Work required:
If a line of the data below holds the word "that", list it.

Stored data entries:
--*--

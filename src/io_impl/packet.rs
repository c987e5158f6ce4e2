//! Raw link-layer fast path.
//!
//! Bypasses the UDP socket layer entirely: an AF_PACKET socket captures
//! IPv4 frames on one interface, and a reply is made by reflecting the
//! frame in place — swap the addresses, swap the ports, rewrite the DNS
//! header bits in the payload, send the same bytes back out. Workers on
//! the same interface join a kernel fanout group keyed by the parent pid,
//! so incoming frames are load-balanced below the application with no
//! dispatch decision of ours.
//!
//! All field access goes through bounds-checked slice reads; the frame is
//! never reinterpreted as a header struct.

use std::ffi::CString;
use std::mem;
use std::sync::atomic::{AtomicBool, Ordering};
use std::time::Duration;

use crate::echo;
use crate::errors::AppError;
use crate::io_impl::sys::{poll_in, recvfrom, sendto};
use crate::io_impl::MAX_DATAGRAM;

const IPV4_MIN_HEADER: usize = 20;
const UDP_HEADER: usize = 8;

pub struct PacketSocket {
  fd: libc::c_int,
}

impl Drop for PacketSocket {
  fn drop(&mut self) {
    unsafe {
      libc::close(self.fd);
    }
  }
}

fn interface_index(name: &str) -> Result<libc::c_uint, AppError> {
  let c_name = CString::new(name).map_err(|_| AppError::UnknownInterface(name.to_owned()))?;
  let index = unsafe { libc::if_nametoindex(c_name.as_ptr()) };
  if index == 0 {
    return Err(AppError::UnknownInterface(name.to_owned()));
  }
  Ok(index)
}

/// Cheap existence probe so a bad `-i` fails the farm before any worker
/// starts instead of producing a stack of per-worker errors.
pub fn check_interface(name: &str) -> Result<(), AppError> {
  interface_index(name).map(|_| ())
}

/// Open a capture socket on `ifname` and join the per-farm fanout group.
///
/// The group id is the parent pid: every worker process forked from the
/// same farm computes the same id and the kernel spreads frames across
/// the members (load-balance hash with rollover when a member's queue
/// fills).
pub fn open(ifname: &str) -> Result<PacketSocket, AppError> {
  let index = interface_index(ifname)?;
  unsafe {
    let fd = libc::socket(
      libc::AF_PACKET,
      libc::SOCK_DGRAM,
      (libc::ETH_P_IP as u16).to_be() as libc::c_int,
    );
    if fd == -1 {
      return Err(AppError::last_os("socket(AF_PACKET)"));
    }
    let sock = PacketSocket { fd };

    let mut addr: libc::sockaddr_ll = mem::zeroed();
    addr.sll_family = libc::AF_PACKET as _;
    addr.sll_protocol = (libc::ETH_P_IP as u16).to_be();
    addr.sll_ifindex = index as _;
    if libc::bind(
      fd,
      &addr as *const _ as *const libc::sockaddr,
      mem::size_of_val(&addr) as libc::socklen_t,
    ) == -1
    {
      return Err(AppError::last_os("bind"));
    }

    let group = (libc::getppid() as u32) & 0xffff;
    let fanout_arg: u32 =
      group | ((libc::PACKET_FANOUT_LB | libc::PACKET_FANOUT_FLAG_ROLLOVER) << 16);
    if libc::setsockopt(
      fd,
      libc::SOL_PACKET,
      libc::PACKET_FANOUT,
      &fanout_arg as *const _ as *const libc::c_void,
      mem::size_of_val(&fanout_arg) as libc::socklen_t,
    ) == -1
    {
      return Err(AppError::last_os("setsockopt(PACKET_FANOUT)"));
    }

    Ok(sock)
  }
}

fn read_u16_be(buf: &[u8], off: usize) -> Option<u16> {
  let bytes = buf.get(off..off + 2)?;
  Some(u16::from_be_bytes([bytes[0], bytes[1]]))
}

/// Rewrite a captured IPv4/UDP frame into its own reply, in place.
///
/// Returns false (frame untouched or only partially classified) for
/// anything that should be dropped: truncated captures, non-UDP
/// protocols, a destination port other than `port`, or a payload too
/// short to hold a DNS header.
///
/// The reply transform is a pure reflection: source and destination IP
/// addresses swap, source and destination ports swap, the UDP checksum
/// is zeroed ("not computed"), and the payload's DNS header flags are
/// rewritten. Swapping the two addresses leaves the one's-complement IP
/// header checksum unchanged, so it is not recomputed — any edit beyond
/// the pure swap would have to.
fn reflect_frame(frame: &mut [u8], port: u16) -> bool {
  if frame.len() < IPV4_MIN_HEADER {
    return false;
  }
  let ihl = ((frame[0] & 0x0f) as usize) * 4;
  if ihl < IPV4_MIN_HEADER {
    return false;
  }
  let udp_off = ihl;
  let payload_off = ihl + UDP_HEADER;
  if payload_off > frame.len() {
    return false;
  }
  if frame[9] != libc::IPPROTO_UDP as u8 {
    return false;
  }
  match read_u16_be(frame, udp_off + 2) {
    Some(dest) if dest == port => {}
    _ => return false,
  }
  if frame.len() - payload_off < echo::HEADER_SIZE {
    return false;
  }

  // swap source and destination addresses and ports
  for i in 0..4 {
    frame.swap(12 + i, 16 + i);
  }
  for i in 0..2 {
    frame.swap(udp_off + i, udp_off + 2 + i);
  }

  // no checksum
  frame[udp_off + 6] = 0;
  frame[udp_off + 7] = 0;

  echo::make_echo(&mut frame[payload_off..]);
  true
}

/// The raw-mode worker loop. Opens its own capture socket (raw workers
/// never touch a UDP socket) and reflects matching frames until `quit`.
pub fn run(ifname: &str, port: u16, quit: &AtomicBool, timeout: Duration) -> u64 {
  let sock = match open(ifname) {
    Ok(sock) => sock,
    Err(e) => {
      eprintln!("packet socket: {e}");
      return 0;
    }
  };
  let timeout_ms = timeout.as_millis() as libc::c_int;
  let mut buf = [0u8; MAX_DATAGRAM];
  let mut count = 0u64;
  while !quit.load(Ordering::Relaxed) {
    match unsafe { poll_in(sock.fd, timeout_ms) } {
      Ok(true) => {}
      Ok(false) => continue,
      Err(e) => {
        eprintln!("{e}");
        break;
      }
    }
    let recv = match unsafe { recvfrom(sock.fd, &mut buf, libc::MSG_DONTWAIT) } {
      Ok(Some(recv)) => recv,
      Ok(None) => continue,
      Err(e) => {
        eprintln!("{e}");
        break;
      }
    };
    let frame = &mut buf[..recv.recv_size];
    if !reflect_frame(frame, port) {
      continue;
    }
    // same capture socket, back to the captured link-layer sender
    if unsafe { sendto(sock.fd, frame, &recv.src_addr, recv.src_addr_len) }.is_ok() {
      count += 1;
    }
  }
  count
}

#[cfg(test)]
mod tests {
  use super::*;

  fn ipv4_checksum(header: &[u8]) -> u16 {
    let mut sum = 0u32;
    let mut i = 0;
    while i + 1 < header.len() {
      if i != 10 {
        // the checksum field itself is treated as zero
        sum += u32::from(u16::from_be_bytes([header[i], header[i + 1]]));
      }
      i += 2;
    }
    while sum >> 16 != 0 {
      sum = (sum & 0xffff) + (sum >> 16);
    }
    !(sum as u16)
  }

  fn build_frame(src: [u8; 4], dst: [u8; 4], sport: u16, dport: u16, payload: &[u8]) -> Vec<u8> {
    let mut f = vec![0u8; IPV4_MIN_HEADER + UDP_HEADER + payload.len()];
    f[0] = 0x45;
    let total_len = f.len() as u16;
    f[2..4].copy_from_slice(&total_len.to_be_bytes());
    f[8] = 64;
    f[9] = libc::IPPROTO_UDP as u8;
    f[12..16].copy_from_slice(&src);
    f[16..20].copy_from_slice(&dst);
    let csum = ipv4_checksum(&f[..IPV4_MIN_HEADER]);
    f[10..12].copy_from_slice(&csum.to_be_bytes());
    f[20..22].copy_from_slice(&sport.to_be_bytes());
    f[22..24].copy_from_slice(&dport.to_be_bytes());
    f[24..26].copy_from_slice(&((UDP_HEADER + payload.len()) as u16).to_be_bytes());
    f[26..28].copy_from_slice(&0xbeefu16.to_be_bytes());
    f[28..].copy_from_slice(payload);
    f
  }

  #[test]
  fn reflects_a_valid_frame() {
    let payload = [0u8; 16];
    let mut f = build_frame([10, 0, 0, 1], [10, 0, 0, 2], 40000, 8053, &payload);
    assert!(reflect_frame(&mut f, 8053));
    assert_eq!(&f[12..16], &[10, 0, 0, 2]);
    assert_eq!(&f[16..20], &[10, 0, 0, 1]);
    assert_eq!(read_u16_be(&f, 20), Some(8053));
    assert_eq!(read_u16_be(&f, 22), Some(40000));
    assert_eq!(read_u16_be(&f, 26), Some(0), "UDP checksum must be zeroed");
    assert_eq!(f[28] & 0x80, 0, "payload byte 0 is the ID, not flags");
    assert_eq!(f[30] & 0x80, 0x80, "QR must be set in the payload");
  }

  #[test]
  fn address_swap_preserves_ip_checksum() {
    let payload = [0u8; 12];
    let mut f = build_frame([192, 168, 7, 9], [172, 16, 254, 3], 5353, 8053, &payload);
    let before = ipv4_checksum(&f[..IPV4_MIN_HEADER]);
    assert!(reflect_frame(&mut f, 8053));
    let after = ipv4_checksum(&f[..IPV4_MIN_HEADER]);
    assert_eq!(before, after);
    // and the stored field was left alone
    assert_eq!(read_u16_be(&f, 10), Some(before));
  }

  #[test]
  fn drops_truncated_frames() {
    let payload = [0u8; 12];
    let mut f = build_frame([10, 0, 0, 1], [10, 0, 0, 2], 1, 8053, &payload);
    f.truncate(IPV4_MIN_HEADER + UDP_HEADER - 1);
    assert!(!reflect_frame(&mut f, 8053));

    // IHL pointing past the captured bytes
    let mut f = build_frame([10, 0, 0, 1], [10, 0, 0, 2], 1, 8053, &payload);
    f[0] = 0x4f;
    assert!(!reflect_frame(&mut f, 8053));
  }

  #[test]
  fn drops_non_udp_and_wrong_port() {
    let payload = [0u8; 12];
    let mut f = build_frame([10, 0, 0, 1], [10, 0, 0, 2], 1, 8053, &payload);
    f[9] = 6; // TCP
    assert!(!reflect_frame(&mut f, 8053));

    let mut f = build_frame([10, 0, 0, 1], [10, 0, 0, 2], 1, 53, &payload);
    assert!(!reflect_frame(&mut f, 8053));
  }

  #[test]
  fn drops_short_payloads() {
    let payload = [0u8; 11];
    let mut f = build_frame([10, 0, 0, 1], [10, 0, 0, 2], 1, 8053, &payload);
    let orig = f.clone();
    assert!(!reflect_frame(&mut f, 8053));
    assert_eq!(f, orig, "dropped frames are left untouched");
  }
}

--*--

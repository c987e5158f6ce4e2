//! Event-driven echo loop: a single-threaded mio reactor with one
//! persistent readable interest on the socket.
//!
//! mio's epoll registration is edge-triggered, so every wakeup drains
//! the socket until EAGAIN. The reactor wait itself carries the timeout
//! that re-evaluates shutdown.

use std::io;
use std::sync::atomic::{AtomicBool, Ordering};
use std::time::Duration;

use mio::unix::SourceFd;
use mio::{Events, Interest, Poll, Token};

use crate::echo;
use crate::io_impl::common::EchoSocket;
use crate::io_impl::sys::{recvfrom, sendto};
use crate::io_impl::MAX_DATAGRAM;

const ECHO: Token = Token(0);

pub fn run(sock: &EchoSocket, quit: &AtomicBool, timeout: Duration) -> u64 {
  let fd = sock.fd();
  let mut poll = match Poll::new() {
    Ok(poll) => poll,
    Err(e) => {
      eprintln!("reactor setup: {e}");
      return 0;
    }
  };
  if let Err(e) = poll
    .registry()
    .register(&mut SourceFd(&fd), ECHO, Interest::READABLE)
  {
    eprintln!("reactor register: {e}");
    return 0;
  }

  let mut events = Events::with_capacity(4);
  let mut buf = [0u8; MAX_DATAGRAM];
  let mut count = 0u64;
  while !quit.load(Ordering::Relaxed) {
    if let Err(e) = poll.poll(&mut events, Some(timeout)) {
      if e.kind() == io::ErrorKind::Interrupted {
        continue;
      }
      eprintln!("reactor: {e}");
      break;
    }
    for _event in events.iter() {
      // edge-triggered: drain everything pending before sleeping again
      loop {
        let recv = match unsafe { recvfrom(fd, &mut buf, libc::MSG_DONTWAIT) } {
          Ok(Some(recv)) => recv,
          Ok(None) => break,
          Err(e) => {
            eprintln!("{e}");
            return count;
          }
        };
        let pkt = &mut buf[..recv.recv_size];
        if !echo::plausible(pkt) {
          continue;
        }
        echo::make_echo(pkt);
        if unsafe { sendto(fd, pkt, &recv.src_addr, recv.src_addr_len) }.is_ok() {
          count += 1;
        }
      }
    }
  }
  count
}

--*--

Written solution:
/// anything that should be dropped: truncated captures, non-UDP
//! that re-evaluates shutdown.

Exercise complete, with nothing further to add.